This morning, the US Supreme Court will hear arguments on whether medical marijuana can be given to patients even though federal law makes distributing the drug a crime.
Jeff Jones remembers watching his father die a slow, painful death from cancer. That's why when California legalized medical marijuana in 1996, he opened the Cannabis Buyers Cooperative. He is still registering members, but federal law bars him from selling pot.
"We believe that the federal policies are outdated, unjust, and are indifferent to the compassionate needs of these patients," says Jones.
The federal government took him to court, citing the Controlled Substances Act, which prohibits the sale and possession of marijuana. Today, for the first time, the same case will go before the US Supreme Court.

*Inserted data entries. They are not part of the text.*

// API module for Rust backend
pub mod api;

// Re-export api modules at crate root so routes can use crate::services, crate::models
pub use api::middleware;
pub use api::models;
pub use api::routes;
pub use api::services;
pub use api::storage;
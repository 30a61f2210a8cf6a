//! Services module - contains the diagram generation pipeline and its collaborators.

pub mod ai_service;
pub mod diagram_generator;
pub mod jwt_service;
pub mod prompt_catalog;
pub mod prompt_compiler;
pub mod quota_service;
pub mod sanitizer;

// Re-export for convenience
pub use ai_service::{
    ChatMessage, ChatRole, CompletionClient, CompletionError, GatewayCompletionClient,
};
pub use diagram_generator::{
    DiagramGenerator, GeneratedDiagram, GenerationError, GenerationRequest,
};
pub use jwt_service::{Claims, JwtService, SharedJwtService};
pub use prompt_catalog::{IconEntry, PromptCatalog, TemplateRule};
pub use prompt_compiler::{CompiledPrompt, PromptCompiler};
pub use quota_service::{
    InMemoryQuotaGate, PostgresQuotaGate, QuotaError, QuotaGate, QuotaPolicy,
};
pub use sanitizer::{SanitizedDiagram, sanitize_diagram};
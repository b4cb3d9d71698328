//! Command-line interface for pytally.

use anyhow::{anyhow, Context};
use clap::Parser;
use std::io::{self, Write};
use std::path::{Path, PathBuf};
use tracing_subscriber::{layer::SubscriberExt, util::SubscriberInitExt, EnvFilter};

use crate::analyze::Runner;
use crate::config::{self, Config};
use crate::discover::{collect_files, DiscoverError};
use crate::parser;
use crate::report::{self, Report};

/// Exit codes.
pub const EXIT_SUCCESS: i32 = 0;
pub const EXIT_ERROR: i32 = 2;

/// Extension of the source files pytally analyzes.
pub const SOURCE_EXTENSION: &str = ".py";

/// Structural statistics for Python source trees.
///
/// Walks a directory, parses every `.py` file, counts lines, functions,
/// classes and imports, prints a report and saves it as JSON.
#[derive(Parser)]
#[command(name = "pytally")]
#[command(author, version, about, long_about = None)]
pub struct Cli {
    /// Directory to analyze (default: config `root` or the built-in path)
    pub root: Option<PathBuf>,

    /// Where to write the JSON report (default: analysis_result.json)
    #[arg(short, long)]
    pub output: Option<PathBuf>,

    /// Path to config YAML file (default: auto-discover)
    #[arg(short, long)]
    pub config: Option<PathBuf>,

    /// Log filter for stderr diagnostics, e.g. "debug" (RUST_LOG wins)
    #[arg(long)]
    pub log_level: Option<String>,
}

/// How an analysis run ended.
#[derive(Debug)]
pub enum Outcome {
    /// The root is not a directory; nothing was written.
    MissingRoot,
    /// No candidate files were found; nothing was written.
    NoFiles,
    /// The report was printed and saved.
    Written(Report),
}

/// Load the explicit config, or a discovered one, or the defaults.
fn load_config(explicit: Option<&Path>) -> anyhow::Result<Config> {
    if let Some(path) = explicit {
        return Config::parse_file(path)
            .with_context(|| format!("loading config {}", path.display()));
    }

    match config::discover_config(Path::new(".")) {
        Some(path) => Config::parse_file(&path)
            .with_context(|| format!("loading config {}", path.display())),
        None => Ok(Config::default()),
    }
}

/// Send tracing output to stderr so stdout carries only the report.
fn init_logging(level: &str) -> anyhow::Result<()> {
    let filter = EnvFilter::try_from_default_env().unwrap_or_else(|_| EnvFilter::new(level));

    tracing_subscriber::registry()
        .with(filter)
        .with(
            tracing_subscriber::fmt::layer()
                .with_writer(io::stderr)
                .with_target(true),
        )
        .try_init()
        .map_err(|e| anyhow!("failed to init logging: {e}"))
}

/// Run the command.
pub fn run(cli: &Cli) -> anyhow::Result<i32> {
    let config = load_config(cli.config.as_deref())?;
    init_logging(config.log_level(cli.log_level.as_deref()))?;

    let root = config.root(cli.root.as_deref());
    let output = config.output(cli.output.as_deref());

    let stdout = io::stdout();
    let mut out = stdout.lock();
    run_analysis(&root, &output, &mut out)?;

    Ok(EXIT_SUCCESS)
}

/// Discover, analyze, aggregate and report on everything under `root`.
///
/// The textual report goes to `out`; the JSON report is written to `output`
/// only when at least one candidate file was found.
pub fn run_analysis<W: Write>(root: &Path, output: &Path, out: &mut W) -> anyhow::Result<Outcome> {
    parser::init();
    let parser = parser::for_extension(SOURCE_EXTENSION)
        .ok_or_else(|| anyhow!("no parser registered for {}", SOURCE_EXTENSION))?;
    tracing::debug!(language = parser.language(), root = %root.display(), "starting analysis");

    let abs_root = std::path::absolute(root).unwrap_or_else(|_| root.to_path_buf());
    report::write_header(out, &abs_root)?;

    let files = match collect_files(root, parser.extension()) {
        Ok(files) => files,
        Err(DiscoverError::MissingRoot(path)) => {
            report::write_missing_root(out, &path)?;
            return Ok(Outcome::MissingRoot);
        }
    };

    report::write_discovered(out, files.len(), parser.extension())?;

    if files.is_empty() {
        report::write_no_files(out, parser.extension())?;
        return Ok(Outcome::NoFiles);
    }

    let mut progress_err = None;
    let records = Runner::new(parser.as_ref()).run(&files, |path| {
        if progress_err.is_none() {
            progress_err = report::write_progress(&mut *out, path).err();
        }
    });
    if let Some(e) = progress_err {
        return Err(e.into());
    }

    let report = Report::new(records);
    report::write_summary(out, &report.summary)?;
    report::write_details(out, &report.files)?;

    report::write_json(output, &report)?;
    report::write_saved(out, output)?;

    Ok(Outcome::Written(report))
}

"Our position is, if you can do it, then we can do it if you're not going to do it," says Jones's attorney Gerald Uelman.
Jones's attorney is talking about a federal program that gave pot to patients deemed to have a medical necessity, like bone cancer survivor Irv Rosenfeld, seen here in 1996. He is one of eight people allowed to stay in the program, which was suspended in 1992, some say due to the flood of AIDS patients.
"There is no more hope period. The program was shut down and the government is hoping the eight of us to die," says Rosenfeld.
Despite the federal law, eight states have now voted to legalize medical marijuana.
"They're changing the climate and they're sending a message, and that message is that more and more people, from personal experience, are realizing this can be a helpful medication," says Uelman.
Still, unlike cocaine, which can be prescribed medicinally, the federal government puts pot in its most dangerous drug category, one that includes heroin and LSD.
The justice department argues that if the laws are changed, "drug traffickers acting under the guise of 'medical necessity' will be able to manufacture and distribute marijuana with impunity."
That's the case it will make before the court today--a conservative court, which will look at whether medical necessity can overrule federal drug bans. And only eight justices will hear the case. Justice Stephen Breyer, a liberal on the court, has excused himself because his brother is the federal district judge in California who first ordered the club to stop distributing the marijuana.